Polley's relationship with her own father, she says, is unorthodox but unusually healthy. "We're like best friends," she explains. "I don't think he's ever fallen into the role of traditional parenting, and I've never fallen into the role of being a daughter. Every time I have a decision to make, he's the one whose advice I seek, perhaps because he refuses to give it. He's got kind of a godlike presence in my family." Michael Polley, in fact, is about to shorten the distance. This month, he will move from his country house in Aurora, Ont., to downtown Toronto - just two blocks from the Victorian house that Polley shares with her writer boyfriend.
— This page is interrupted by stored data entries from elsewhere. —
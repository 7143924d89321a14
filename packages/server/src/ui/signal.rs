//! Graceful shutdown signal.

/// Resolves on Ctrl+C, or SIGTERM on Unix.
pub async fn shutdown_signal() {
    let ctrl_c = async {
        if let Err(e) = tokio::signal::ctrl_c().await {
            tracing::error!("Failed to install Ctrl+C handler: {}", e);
            std::future::pending::<()>().await;
        }
    };

    #[cfg(unix)]
    let terminate = async {
        match tokio::signal::unix::signal(tokio::signal::unix::SignalKind::terminate()) {
            Ok(mut signal) => {
                signal.recv().await;
            }
            Err(e) => {
                tracing::error!("Failed to install SIGTERM handler: {}", e);
                std::future::pending::<()>().await;
            }
        }
    };

    #[cfg(not(unix))]
    let terminate = std::future::pending::<()>();

    tokio::select! {
        _ = ctrl_c => {},
        _ = terminate => {},
    }

    tracing::info!("Shutdown signal received, starting graceful shutdown");
}
//! HTTP API endpoint handlers.

use std::sync::Arc;

use axum::{
    Json,
    extract::{Path, State, rejection::JsonRejection},
    http::StatusCode,
    response::{IntoResponse, Response},
};
use hanashi_shared::protocol::{
    ApiResponse, CreateMessageRequest, MarkSeenResult, MessageDto, PeerDto, UnreadCounts,
    UpdateMessageRequest,
};

use crate::{
    ui::{error::ApiError, state::AppState},
    usecase::UpdateOutcome,
};

use super::auth::CurrentUser;

type ApiResult<T> = Result<Json<ApiResponse<T>>, ApiError>;

/// Health check endpoint
pub async fn health_check() -> Json<serde_json::Value> {
    Json(serde_json::json!({"status": "ok"}))
}

/// `GET /messages/users`: conversation partners of the caller.
pub async fn list_peers(
    State(state): State<Arc<AppState>>,
    CurrentUser(caller): CurrentUser,
) -> ApiResult<Vec<PeerDto>> {
    let peers = state.list_peers_usecase.execute(&caller).await?;

    // Domain Model から DTO への変換
    let peers = peers
        .into_iter()
        .map(|peer| PeerDto {
            id: peer.id.into_string(),
            last_message: peer.last_message.map(MessageDto::from),
        })
        .collect();
    Ok(Json(ApiResponse::success(peers)))
}

/// `GET /messages/unread/counts`
pub async fn unread_counts(
    State(state): State<Arc<AppState>>,
    CurrentUser(caller): CurrentUser,
) -> ApiResult<UnreadCounts> {
    let counts = state.unread_counts_usecase.execute(&caller).await?;
    let counts: UnreadCounts = counts
        .into_iter()
        .map(|(peer, count)| (peer.into_string(), u32::try_from(count).unwrap_or(u32::MAX)))
        .collect();
    Ok(Json(ApiResponse::success(counts)))
}

/// `GET /messages/{id}`: history with peer `id`; marks their messages seen.
pub async fn get_conversation(
    State(state): State<Arc<AppState>>,
    CurrentUser(caller): CurrentUser,
    Path(peer_id): Path<String>,
) -> ApiResult<Vec<MessageDto>> {
    let messages = state
        .get_conversation_usecase
        .execute(&caller, peer_id)
        .await?;
    Ok(Json(ApiResponse::success(
        messages.into_iter().map(MessageDto::from).collect(),
    )))
}

/// `POST /messages`
pub async fn send_message(
    State(state): State<Arc<AppState>>,
    CurrentUser(caller): CurrentUser,
    body: Result<Json<CreateMessageRequest>, JsonRejection>,
) -> Result<(StatusCode, Json<ApiResponse<MessageDto>>), ApiError> {
    let Json(request) = body.map_err(|e| ApiError::InvalidBody(e.body_text()))?;
    let message = state.send_message_usecase.execute(&caller, request).await?;
    Ok((
        StatusCode::CREATED,
        Json(ApiResponse::success(MessageDto::from(message))),
    ))
}

/// `PUT /messages/{id}`: `markSeen` (id = peer) or `edit` (id = message).
pub async fn update_message(
    State(state): State<Arc<AppState>>,
    CurrentUser(caller): CurrentUser,
    Path(id): Path<String>,
    body: Result<Json<UpdateMessageRequest>, JsonRejection>,
) -> Result<Response, ApiError> {
    let Json(request) = body.map_err(|e| ApiError::InvalidBody(e.body_text()))?;
    let response = match state
        .update_message_usecase
        .execute(&caller, id, request)
        .await?
    {
        UpdateOutcome::MarkedSeen(updated) => Json(ApiResponse::success(MarkSeenResult {
            updated: updated as u64,
        }))
        .into_response(),
        UpdateOutcome::Edited(message) => {
            Json(ApiResponse::success(MessageDto::from(message))).into_response()
        }
    };
    Ok(response)
}
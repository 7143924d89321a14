//! Request handlers.

pub mod auth;
pub mod http;
pub mod websocket;

pub use http::{
    get_conversation, health_check, list_peers, send_message, unread_counts, update_message,
};
pub use websocket::websocket_handler;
But Michael voices none of the anxiety one might expect from the sole parent of a child who left home at 15, dropped out of school and tested her slender physique against riot police. "I always felt that she was at her best when she was out of kilter with society in some way," he says. "The thing I've really liked about her is the way she's resisted all attempts to turn her into a so-called star. She doesn't too often get caught up in the bullshit."
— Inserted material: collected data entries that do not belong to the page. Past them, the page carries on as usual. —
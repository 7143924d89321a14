//! REST client for the messaging endpoints.

use async_trait::async_trait;
use hanashi_shared::protocol::{
    ApiResponse, CreateMessageRequest, MarkSeenResult, MessageDto, PeerDto, USER_ID_HEADER,
    UnreadCounts, UpdateMessageRequest,
};
use reqwest::{Method, Url};
use serde::de::DeserializeOwned;

use crate::error::ClientError;

/// REST calls the reconciliation store depends on.
#[cfg_attr(test, mockall::automock)]
#[async_trait]
pub trait ChatApi: Send + Sync {
    /// `GET /messages/users`
    async fn list_peers(&self) -> Result<Vec<PeerDto>, ClientError>;

    /// `GET /messages/unread/counts`
    async fn unread_counts(&self) -> Result<UnreadCounts, ClientError>;

    /// `GET /messages/{peer}`; the server also marks the peer's messages seen.
    async fn fetch_history(&self, peer: &str) -> Result<Vec<MessageDto>, ClientError>;

    /// `PUT /messages/{peer}` with `markSeen`.
    async fn mark_seen(&self, peer: &str) -> Result<u64, ClientError>;

    /// `POST /messages`
    async fn send_message(&self, peer: &str, text: &str) -> Result<MessageDto, ClientError>;

    /// `PUT /messages/{id}` with `edit`.
    async fn edit_message(&self, id: &str, text: &str) -> Result<MessageDto, ClientError>;
}

/// [`ChatApi`] over HTTP with reqwest.
#[derive(Debug, Clone)]
pub struct HttpChatApi {
    client: reqwest::Client,
    base_url: Url,
    user_id: String,
}

impl HttpChatApi {
    /// `base_url` is the server origin, e.g. `http://127.0.0.1:8080`.
    pub fn new(base_url: Url, user_id: impl Into<String>) -> Self {
        Self {
            client: reqwest::Client::new(),
            base_url,
            user_id: user_id.into(),
        }
    }

    /// Append `segments` to the base path, percent-encoding each one.
    fn endpoint(&self, segments: &[&str]) -> Result<Url, ClientError> {
        let mut url = self.base_url.clone();
        url.path_segments_mut()
            .map_err(|_| ClientError::InvalidUrl {
                url: self.base_url.to_string(),
                reason: "cannot be a base".to_string(),
            })?
            .pop_if_empty()
            .extend(segments);
        Ok(url)
    }

    fn request(
        &self,
        method: Method,
        segments: &[&str],
    ) -> Result<reqwest::RequestBuilder, ClientError> {
        Ok(self
            .client
            .request(method, self.endpoint(segments)?)
            .header(USER_ID_HEADER, &self.user_id))
    }
}

/// Unwrap the `{ok, data?, code?}` envelope.
async fn decode<T: DeserializeOwned>(response: reqwest::Response) -> Result<T, ClientError> {
    let status = response.status().as_u16();
    let body: ApiResponse<T> = response.json().await?;
    if !body.ok {
        return Err(ClientError::Api {
            status,
            code: body.code.unwrap_or_default(),
            message: body.message,
        });
    }
    body.data
        .ok_or_else(|| ClientError::InvalidResponse("missing data".to_string()))
}

#[async_trait]
impl ChatApi for HttpChatApi {
    async fn list_peers(&self) -> Result<Vec<PeerDto>, ClientError> {
        let request = self.request(Method::GET, &["messages", "users"])?;
        decode(request.send().await?).await
    }

    async fn unread_counts(&self) -> Result<UnreadCounts, ClientError> {
        let request = self.request(Method::GET, &["messages", "unread", "counts"])?;
        decode(request.send().await?).await
    }

    async fn fetch_history(&self, peer: &str) -> Result<Vec<MessageDto>, ClientError> {
        let request = self.request(Method::GET, &["messages", peer])?;
        decode(request.send().await?).await
    }

    async fn mark_seen(&self, peer: &str) -> Result<u64, ClientError> {
        let response = self
            .request(Method::PUT, &["messages", peer])?
            .json(&UpdateMessageRequest::mark_seen())
            .send()
            .await?;
        let result: MarkSeenResult = decode(response).await?;
        Ok(result.updated)
    }

    async fn send_message(&self, peer: &str, text: &str) -> Result<MessageDto, ClientError> {
        let body = CreateMessageRequest {
            receiver_id: Some(peer.to_string()),
            text: Some(text.to_string()),
            image_url: None,
        };
        let response = self
            .request(Method::POST, &["messages"])?
            .json(&body)
            .send()
            .await?;
        decode(response).await
    }

    async fn edit_message(&self, id: &str, text: &str) -> Result<MessageDto, ClientError> {
        let response = self
            .request(Method::PUT, &["messages", id])?
            .json(&UpdateMessageRequest::edit(text))
            .send()
            .await?;
        decode(response).await
    }
}

#[cfg(test)]
mod tests {
    use super::*;

    fn api(base: &str) -> HttpChatApi {
        HttpChatApi::new(Url::parse(base).unwrap(), "alice")
    }

    #[test]
    fn test_endpoint_encodes_reserved_characters() {
        // テスト項目: 相手の id に URL の予約文字が含まれていても 1 つのパスセグメントに収まる
        // given (前提条件):
        let api = api("http://127.0.0.1:8080");

        // when (操作):
        let url = api.endpoint(&["messages", "al&ice/x?y#z%"]).unwrap();

        // then (期待する結果):
        assert_eq!(url.path(), "/messages/al&ice%2Fx%3Fy%23z%25");
        assert_eq!(url.query(), None);
        assert_eq!(url.fragment(), None);
        assert_eq!(url.path_segments().unwrap().count(), 2);
    }

    #[test]
    fn test_endpoint_keeps_base_path_prefix() {
        // テスト項目: 末尾スラッシュ付きのパス前置きがあっても二重スラッシュにならない
        // given (前提条件):
        let api = api("http://127.0.0.1:8080/chat/");

        // when (操作):
        let url = api.endpoint(&["messages", "unread", "counts"]).unwrap();

        // then (期待する結果):
        assert_eq!(url.as_str(), "http://127.0.0.1:8080/chat/messages/unread/counts");
    }
}
impl ExchangeWorker {
    pub(crate) fn new(
        logger: slog::Logger,
        local: NodeId,
        is_client: bool,
        groups: Vec<CacheGroupConfig>,
        config: WorkerConfig,
        context: WorkerContext,
    ) -> Self {
        ExchangeWorker {
            logger,
            local: LocalNode { id: local, is_client },
            groups,
            history: ExchangeHistory::new(config.history_size),
            config,
            transport: context.transport,
            discovery: context.discovery,
            store: context.store,
            guard: context.guard,
            notifier: context.notifier,
            actor_client: context.actor_client,
            topology: None,
            latest_topology: None,
            last_seen: TopologyVersion::ZERO,
            applied: TopologyVersion::ZERO,
            current: None,
            timer: None,
            deferred: VecDeque::new(),
            early_messages: Vec::new(),
            resend: None,
            awaiting: Vec::new(),
            laa_requested: None,
            reported_failed: BTreeSet::new(),
            halted: None,
        }
    }

    // ------- Entry points, one per actor event -------

    pub(crate) fn on_discovery_event(&mut self, event: DiscoveryEvent) {
        if self.halted.is_some() {
            return;
        }
        if event.version <= self.last_seen {
            slog::debug!(
                self.logger,
                "Dropping stale {} at {}, already saw {}",
                event.kind.name(),
                event.version,
                self.last_seen
            );
            return;
        }

        slog::info!(self.logger, "Discovery event {} at {}", event.kind.name(), event.version);
        self.last_seen = event.version;
        self.latest_topology = Some(event.topology.clone());

        if let Some(departed) = event.kind.departed_node() {
            if departed.id() == &self.local.id {
                return self.halt(format!("Local node removed from the topology at {}", event.version));
            }
            self.on_node_departed(departed, event.version);
        }

        if self.current.is_some() {
            self.on_event_during_exchange(event);
        } else {
            self.deferred.push_back(event);
        }
        self.process_deferred();
    }

    pub(crate) fn on_message(&mut self, message: ExchangeMessage) {
        self.dispatch_message(message);
        self.process_deferred();
    }

    pub(crate) fn on_exchange_timeout(&mut self, tick: ExchangeTimerTick) {
        if self.halted.is_some() {
            return;
        }

        match tick.kind {
            TimeoutKind::FullResend => self.on_full_resend_timeout(tick),
            TimeoutKind::SingleMessages | TimeoutKind::FullAcks => {
                if self.timer.as_ref().map(ExchangeTimerHandle::tick) != Some(tick) {
                    slog::debug!(self.logger, "Ignoring stale timer {:?}", tick);
                    return;
                }
                self.timer = None;
                match tick.kind {
                    TimeoutKind::SingleMessages => self.on_single_timeout(),
                    _ => self.on_full_ack_timeout(),
                }
            }
        }
        self.process_deferred();
    }

    pub(crate) fn complete_rebalance(&mut self, key: PartitionKey) -> Result<TopologyVersion, NodeRequestError> {
        let result = self.mark_rebalanced(key);
        self.process_deferred();
        result
    }

    pub(crate) fn await_exchange(&mut self, version: TopologyVersion, waiter: ExchangeWaiter) {
        if let Some(reason) = &self.halted {
            waiter.send(Err(AwaitExchangeError::Failed(reason.clone())));
            return;
        }

        if version <= self.applied {
            self.answer_from_history(version, waiter);
            return;
        }
        match self.current.as_mut() {
            Some(fut) if fut.id().version() <= version && version <= fut.result_version() => fut.add_waiter(waiter),
            _ => self.awaiting.push((version, waiter)),
        }
    }

    pub(crate) fn admin(&mut self, request: AdminRequest) -> Result<AdminResponse, NodeRequestError> {
        slog::debug!(self.logger, "Admin request {:?}", request);

        let response = match request {
            AdminRequest::CurrentVersion => AdminResponse::CurrentVersion(self.store.current().version()),
            AdminRequest::LastExchange => AdminResponse::LastExchange(self.history.last().cloned()),
            AdminRequest::ExchangeHistory => AdminResponse::ExchangeHistory(self.history.to_vec()),
            AdminRequest::Baseline => {
                AdminResponse::Baseline(self.latest_topology.as_ref().and_then(|t| t.baseline().cloned()))
            }
            AdminRequest::PartitionStates(group) => {
                AdminResponse::PartitionStates(self.store.current().partitions().get(&group).cloned())
            }
            AdminRequest::Coordinator => {
                let coordinator = match self.current.as_ref() {
                    Some(fut) if fut.path() == ExchangePath::Full => Some(fut.coordinator().clone()),
                    _ => self.oldest_server(),
                };
                AdminResponse::Coordinator(coordinator)
            }
        };

        Ok(response)
    }

    // ------- Event sequencing -------

    fn on_node_departed(&mut self, departed: &ClusterNode, version: TopologyVersion) {
        if departed.is_server() {
            let report = self.guard.on_node_left(departed.id(), version, self.store.current());
            for (tx, decision) in report.decisions.iter() {
                slog::debug!(self.logger, "{} after {} left: {:?}", tx, departed.id(), decision);
            }
        }

        if let Some(resend) = self.resend.as_mut() {
            resend.attempts.remove(departed.id());
        }
        self.reported_failed.remove(departed.id());
    }

    /// Starts queued exchanges until one has to wait for messages, then retries buffered messages.
    fn process_deferred(&mut self) {
        loop {
            while self.current.is_none() && self.halted.is_none() {
                let event = match self.deferred.pop_front() {
                    Some(event) => event,
                    None => break,
                };
                if event.version <= self.applied {
                    slog::debug!(self.logger, "Skipping {} at {}, covered by {}", event.kind.name(), event.version, self.applied);
                    continue;
                }
                self.start_exchange(event);
            }

            let applied_before = self.applied;
            self.drain_early_messages();
            if self.applied == applied_before || self.current.is_some() || self.deferred.is_empty() {
                break;
            }
        }
    }

    fn start_exchange(&mut self, event: DiscoveryEvent) {
        let deactivated = matches!(event.kind, DiscoveryEventKind::ActivationChanged { active: false });
        if self.local.is_client || !event.topology.is_active() || deactivated {
            return self.apply_local_only(event);
        }

        match &event.kind {
            DiscoveryEventKind::AffinityChange => self.apply_late_affinity(event),
            DiscoveryEventKind::NodeJoined(node) | DiscoveryEventKind::NodeLeft(node) | DiscoveryEventKind::NodeFailed(node)
                if node.is_client() =>
            {
                self.apply_local_only(event)
            }
            DiscoveryEventKind::NodeLeft(_) | DiscoveryEventKind::NodeFailed(_) => {
                let decision = free_switch::evaluate(&SwitchContext {
                    event: &event,
                    previous_baseline: self.topology.as_ref().and_then(|topology| topology.baseline()),
                    last_exchange: self.store.current(),
                });
                match decision {
                    SwitchDecision::Eligible => self.apply_free_switch(event),
                    SwitchDecision::Ineligible(reason) => {
                        slog::info!(self.logger, "Exchange-free switch not possible at {}: {}", event.version, reason);
                        self.begin_full_exchange(event, Some(reason.to_string()))
                    }
                }
            }
            DiscoveryEventKind::NodeJoined(_)
            | DiscoveryEventKind::BaselineChanged
            | DiscoveryEventKind::ActivationChanged { .. } => self.begin_full_exchange(event, None),
        }
    }

    fn dispatch_message(&mut self, message: ExchangeMessage) {
        if self.halted.is_some() {
            return;
        }

        slog::debug!(self.logger, "Received {:?} from {}", message.kind(), message.sender());
        match message {
            ExchangeMessage::Single(single) => self.on_single(single),
            ExchangeMessage::Full(full) => self.on_full(full),
            ExchangeMessage::FullAck(ack) => self.on_full_ack(ack),
            ExchangeMessage::SingleRequest(request) => self.on_single_request(request),
            ExchangeMessage::PartitionsUpdate(update) => self.on_partitions_update(update),
        }
    }

    /// Keeps a message for an exchange this node has not reached yet.
    fn buffer(&mut self, message: ExchangeMessage) {
        if self.early_messages.len() >= MAX_EARLY_MESSAGES {
            slog::warn!(self.logger, "Early message buffer full, dropping the oldest");
            self.early_messages.remove(0);
        }
        self.early_messages.push(message);
    }

    fn drain_early_messages(&mut self) {
        if self.early_messages.is_empty() {
            return;
        }

        let pending = std::mem::take(&mut self.early_messages);
        for message in pending {
            self.dispatch_message(message);
        }
    }

    // ------- Completion -------

    fn complete_current(&mut self) {
        let fut = match self.current.take() {
            Some(fut) => fut,
            None => return,
        };
        self.timer = None;

        let result_version = fut.result_version();
        let topology = fut.topology().clone();
        let summary = fut.complete();

        self.applied = self.applied.max(result_version);
        self.topology = Some(topology);
        self.history.push(summary.clone());
        self.notifier.notify_completed(summary);

        self.evict_renting();
        self.resolve_awaiting();
        self.check_late_affinity();
    }

    fn resolve_awaiting(&mut self) {
        let applied = self.applied;
        let (ready, pending): (Vec<_>, Vec<_>) = self.awaiting.drain(..).partition(|(version, _)| *version <= applied);
        self.awaiting = pending;

        for (version, waiter) in ready {
            self.answer_from_history(version, waiter);
        }
    }

    fn answer_from_history(&self, version: TopologyVersion, waiter: ExchangeWaiter) {
        match self.history.covering(version).or_else(|| self.history.last()) {
            Some(summary) => waiter.send(Ok(summary.clone())),
            None => waiter.send(Err(AwaitExchangeError::Failed(format!(
                "No exchange recorded at or after {}",
                version
            )))),
        }
    }

    /// Publishes `snapshot` and unblocks partitions whose new primary it installs.
    fn commit(&mut self, snapshot: PartitionSnapshot) -> Result<Arc<PartitionSnapshot>, StoreError> {
        let committed = self.store.commit(snapshot)?;
        self.guard.release(committed.version());
        Ok(committed)
    }

    fn transition(&mut self, next: ExchangePhase) -> bool {
        let result = match self.current.as_mut() {
            Some(fut) => fut.transition(next),
            None => return false,
        };

        match result {
            Ok(()) => true,
            Err(e) => {
                self.halt(e.to_string());
                false
            }
        }
    }

    /// The node cannot go on: fail everything in flight and leave the cluster.
    fn halt(&mut self, reason: String) {
        if self.halted.is_some() {
            return;
        }
        slog::error!(self.logger, "Halting exchange worker: {}", reason);
        self.halted = Some(reason.clone());

        self.timer = None;
        self.resend = None;
        self.deferred.clear();
        self.early_messages.clear();
        if let Some(fut) = self.current.take() {
            self.history.push(fut.fail(reason.clone()));
        }
        for (_, waiter) in self.awaiting.drain(..) {
            waiter.send(Err(AwaitExchangeError::Failed(reason.clone())));
        }

        self.guard.halt();
        self.notifier.notify_halted(reason);

        let discovery = self.discovery.clone();
        let local = self.local.id.clone();
        tokio::spawn(async move {
            discovery.leave(&local).await;
        });
    }

    // ------- Outbound -------

    fn send(&self, topology: &TopologySnapshot, to: &NodeId, message: ExchangeMessage) {
        let node = match topology.node(to) {
            Some(node) => node.clone(),
            None => {
                slog::debug!(self.logger, "Not sending {:?} to {}, not in topology", message.kind(), to);
                return;
            }
        };

        slog::debug!(self.logger, "Sending {:?} to {}", message.kind(), to);
        let transport = self.transport.clone();
        let logger = self.logger.clone();
        tokio::spawn(async move {
            if let Err(e) = transport.send(&node, message).await {
                slog::warn!(logger, "{}", e);
            }
        });
    }

    fn report_failed(&mut self, suspect: NodeId) {
        if !self.reported_failed.insert(suspect.clone()) {
            return;
        }
        slog::warn!(self.logger, "Reporting {} as failed, it stopped answering", suspect);

        let discovery = self.discovery.clone();
        let reporter = self.local.id.clone();
        tokio::spawn(async move {
            discovery.report_failed(&reporter, &suspect).await;
        });
    }

    fn arm_exchange_timer(&mut self, kind: TimeoutKind, timeout: Duration) {
        let fut = match self.current.as_mut() {
            Some(fut) => fut,
            None => return,
        };
        fut.timer_attempt += 1;

        let tick = ExchangeTimerTick {
            exchange_id: fut.id(),
            kind,
            attempt: fut.timer_attempt,
        };
        self.timer = Some(ExchangeTimerHandle::spawn_timer_task(
            timeout,
            self.config.retry_jitter,
            tick,
            self.actor_client.clone(),
        ));
    }

    fn oldest_server(&self) -> Option<NodeId> {
        self.latest_topology
            .as_ref()
            .and_then(|topology| topology.oldest_server())
            .map(|node| node.id().clone())
    }

    fn is_oldest_server(&self) -> bool {
        self.oldest_server().as_ref() == Some(&self.local.id)
    }
}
Sarah's father recalls working on a play in 1956 with actor Albert Finney. "I remember him telling me at one point," he says, slipping into a British working-class brogue, " 'We're nothin' bloody special, mac, we're just doin' a bloody job like anyone else, like someone in a factory, except we got longer hours.' It's that kind of feeling that I've always had about Sarah. She just saw it as a job to be done, and not some great and glamorous role." As for Sarah's politics, Michael says: "That's delightful, although she may never make it big in the States because she'll probably say something to put her foot in it."
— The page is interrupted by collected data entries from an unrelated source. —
use crate::exchange::ExchangeMessage;
use crate::grpc::grpc_exchange_client::GrpcExchangeClient;
use crate::grpc::proto_delivery_result;
use crate::topology::{ClusterNode, NodeId};
use crate::transport::grpc::convert;
use crate::transport::{ExchangeTransport, TransportError};
use std::collections::HashMap;
use tokio::sync::Mutex;
use tokio::time::Duration;
use tonic::transport::{Channel, Endpoint};

const DEFAULT_CONNECT_TIMEOUT: Duration = Duration::from_secs(2);

/// Sends exchange messages over gRPC, one lazily opened channel per peer.
pub struct GrpcTransport {
    logger: slog::Logger,
    connect_timeout: Duration,
    clients: Mutex<HashMap<NodeId, GrpcExchangeClient<Channel>>>,
}

impl GrpcTransport {
    pub fn new(logger: slog::Logger) -> Self {
        GrpcTransport::with_connect_timeout(logger, DEFAULT_CONNECT_TIMEOUT)
    }

    pub fn with_connect_timeout(logger: slog::Logger, connect_timeout: Duration) -> Self {
        GrpcTransport {
            logger: logger.new(slog::o!("Component" => "grpc-transport")),
            connect_timeout,
            clients: Mutex::new(HashMap::new()),
        }
    }

    async fn client(&self, to: &ClusterNode) -> Result<GrpcExchangeClient<Channel>, TransportError> {
        if let Some(client) = self.clients.lock().await.get(to.id()) {
            return Ok(client.clone());
        }

        let address = to.address().ok_or_else(|| TransportError::NoAddress(to.id().clone()))?;
        let url = format!("http://{}", address);
        slog::debug!(self.logger, "Connecting to {} at {}", to.id(), url);

        let connect_error = |message: String| TransportError::Connect {
            node: to.id().clone(),
            message,
        };
        let endpoint = Endpoint::from_shared(url).map_err(|e| connect_error(e.to_string()))?;
        // Connect without holding the map, so an unreachable peer does not stall sends to others.
        let channel = match tokio::time::timeout(self.connect_timeout, endpoint.connect()).await {
            Ok(Ok(channel)) => channel,
            Ok(Err(e)) => return Err(connect_error(e.to_string())),
            Err(_) => return Err(connect_error(format!("timed out after {:?}", self.connect_timeout))),
        };

        let mut clients = self.clients.lock().await;
        let client = clients
            .entry(to.id().clone())
            .or_insert_with(|| GrpcExchangeClient::new(channel));
        Ok(client.clone())
    }

    async fn forget(&self, node: &NodeId) {
        self.clients.lock().await.remove(node);
    }
}

#[async_trait::async_trait]
impl ExchangeTransport for GrpcTransport {
    async fn send(&self, to: &ClusterNode, message: ExchangeMessage) -> Result<(), TransportError> {
        let mut client = self.client(to).await?;
        let envelope = convert::to_envelope(&message);

        let delivery_error = |message: String| TransportError::Delivery {
            node: to.id().clone(),
            message,
        };
        let reply = match client.deliver(envelope).await {
            Ok(reply) => reply.into_inner(),
            Err(status) => {
                // Next send reconnects.
                self.forget(to.id()).await;
                return Err(delivery_error(status.to_string()));
            }
        };

        match reply.result {
            Some(proto_delivery_result::Result::Ok(_)) => Ok(()),
            Some(proto_delivery_result::Result::Err(fault)) => Err(delivery_error(fault.message)),
            None => Err(delivery_error("empty reply".to_string())),
        }
    }
}

#[cfg(test)]
mod tests {
    use super::*;
    use crate::exchange::{ExchangeId, FullAck};
    use crate::topology::{NodeSpec, TopologyVersion};
    use std::net::{Ipv4Addr, SocketAddr};
    use std::sync::Arc;

    fn logger() -> slog::Logger {
        slog::Logger::root(slog::Discard, slog::o!())
    }

    fn peer(id: &str, address: Option<SocketAddr>, order: u64) -> ClusterNode {
        NodeSpec {
            address,
            ..NodeSpec::server(id)
        }
        .admit(order)
    }

    fn ack() -> ExchangeMessage {
        ExchangeMessage::FullAck(FullAck {
            sender: NodeId::new("a"),
            exchange_id: ExchangeId::new(TopologyVersion::new(2, 0)),
        })
    }

    #[tokio::test]
    async fn unreachable_peer_does_not_block_other_sends() {
        let transport = Arc::new(GrpcTransport::with_connect_timeout(logger(), Duration::from_millis(300)));
        // Non-routable: the connect either hangs until the timeout or fails outright.
        let unreachable = peer("slow", Some(SocketAddr::from((Ipv4Addr::new(10, 255, 255, 1), 47399))), 1);
        let no_address = peer("lost", None, 2);

        let slow_send = {
            let transport = transport.clone();
            tokio::spawn(async move { transport.send(&unreachable, ack()).await })
        };
        tokio::task::yield_now().await;

        let other = tokio::time::timeout(Duration::from_millis(100), transport.send(&no_address, ack()))
            .await
            .expect("Send to another peer waited on the unreachable one");
        assert!(matches!(other, Err(TransportError::NoAddress(_))));

        let slow = tokio::time::timeout(Duration::from_secs(2), slow_send)
            .await
            .expect("Connect was not bounded")
            .unwrap();
        assert!(matches!(slow, Err(TransportError::Connect { .. })));
    }
}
Polley is now approaching the celebrity crossroads. U.S. magazines have begun to notice her. Elle included her in its fall list of 25 people to watch. And The Sweet Hereafter's U.S. distributor has postponed the movie's release until December, hoping to capitalize on possible Oscar nominations. Polley, however, is doing her best to remain steadfastly unfazed by it all. "There have been a whole bunch of phone calls," she says. "Things that might or might not happen. But a lot of Canadian actors have big things happen to them and then they just go back to doing what they did before. I don't want to care enough that it would screw me up."

At The Sweet Hereafter's première in Cannes, Polley got a taste of glamor. One day, she was a socialist in the thick of campaigning for Mel Watkins, and the next she was riding a limousine in Babylon-on-the-Riviera. "Cannes was weird for me," she recalls. "There's an element of real magic to it, and you get really swept up. You can become consumed by the adrenaline - I wasn't immune to it. But you wake up the next morning and have to live with who you really are. And you're not a really big movie star. You're just like anyone else."

Guiltily, Polley bought a dress for the Cannes première, a no-nonsense pearl gown. So what will she wear for The Sweet Hereafter's opening night screening at the Toronto festival. "Oh, probably the same dress as in Cannes," she sighs. "I'm not one of these people who has to buy something new for every function. When I bought the dress, I figured I could wear it for at least three years."